Che musica ascolti mentre ti alleni?
Tengo solo una cuffia a volume basso perché devo sentire quello che succede intorno a me. Ascolto quasi tutti i generi, di solito pop tranquillo tipo Lady Gaga o Katy Perry per staccare dall’allenamento, dalla concentrazione, dallo stress o dalla paura, in certi casi. Quando sto facendo la mia discesa, hip hop e rap.
Come ti stai preparando a questa nuova stagione?
I problemi che ho avuto la stagione scorsa non erano tanto i trick, che hanno portato sempre buoni punteggi e risultati.

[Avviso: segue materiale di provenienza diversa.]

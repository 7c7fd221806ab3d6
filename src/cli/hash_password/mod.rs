//! Hash-password command - prints an Argon2id hash to stdout

use clap::Args;

use crate::infrastructure::auth::{Argon2Hasher, PasswordHasher};

#[derive(Args, Debug)]
pub struct HashPasswordArgs {
    /// Plain-text password to hash
    pub password: String,
}

pub fn run(args: HashPasswordArgs) -> anyhow::Result<()> {
    let hash = Argon2Hasher::new().hash(&args.password)?;
    println!("{}", hash);

    Ok(())
}
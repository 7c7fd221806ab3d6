//! Application state for shared services

use std::sync::Arc;

use crate::domain::IdentityRepository;
use crate::infrastructure::auth::{AuthService, TokenVerifier};

/// Services shared by every handler and by the role gates
#[derive(Clone)]
pub struct AppState {
    pub auth_service: Arc<AuthService>,
    pub token_verifier: Arc<TokenVerifier>,
    pub identity_repository: Arc<dyn IdentityRepository>,
}

impl AppState {
    pub fn new(
        auth_service: Arc<AuthService>,
        token_verifier: Arc<TokenVerifier>,
        identity_repository: Arc<dyn IdentityRepository>,
    ) -> Self {
        Self {
            auth_service,
            token_verifier,
            identity_repository,
        }
    }
}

Sto cercando di lavorare sulla consistenza a livello tecnico e mentale, perfezionando i dettagli dei vari trick: lavoro sulle ripetizioni per poterli fare in qualsiasi condizione meteorologica o mentale, perché in gara possono capitare tante cose diverse. Voglio arrivare comunque in massima forma alle Olimpiadi.
Tema salute mentale: sei seguito da qualcuno?
Ho una mental coach che lavora per l’Athlete Performance Center di RedBull: da quando sono diventato un loro atleta ho tanti servizi sia a livello di snowboard sia a livello di fisioterapia, recupero, allenamento, preparazione, tutto quanto. Mi segue lei, vediamo come prosegue.
Ti piace questa parte del tuo lavoro di atleta?
Certe volte non è facile. Preferisco la parte tecnica perché lì vedi l’errore, è un dettaglio o un movimento da correggere. La parte mentale è molto più complicata da correggere. È bello, ma molto faticoso.
Chi sono i tuoi eroi e le tue eroine?
Per me, un mito a livello sportivo e di personaggio è Marcell Jacobs. Non so spiegarlo bene, ma il personaggio che lui si è creato, per dirla in modo abbastanza grezzo, è stiloso. Mi piace per quello, oltre che (e anche) per tutti i risultati sportivi. Nello snowboard a livello di trick e di stile Taiga Hasegawa, e anche Anna Gasser: lei ha iniziato tardi a fare snowboard ma è stata super consistente negli anni, non ha mai mollato. È una grande ispirazione vederla gareggiare e competere con gente che ha 15 anni meno di lei.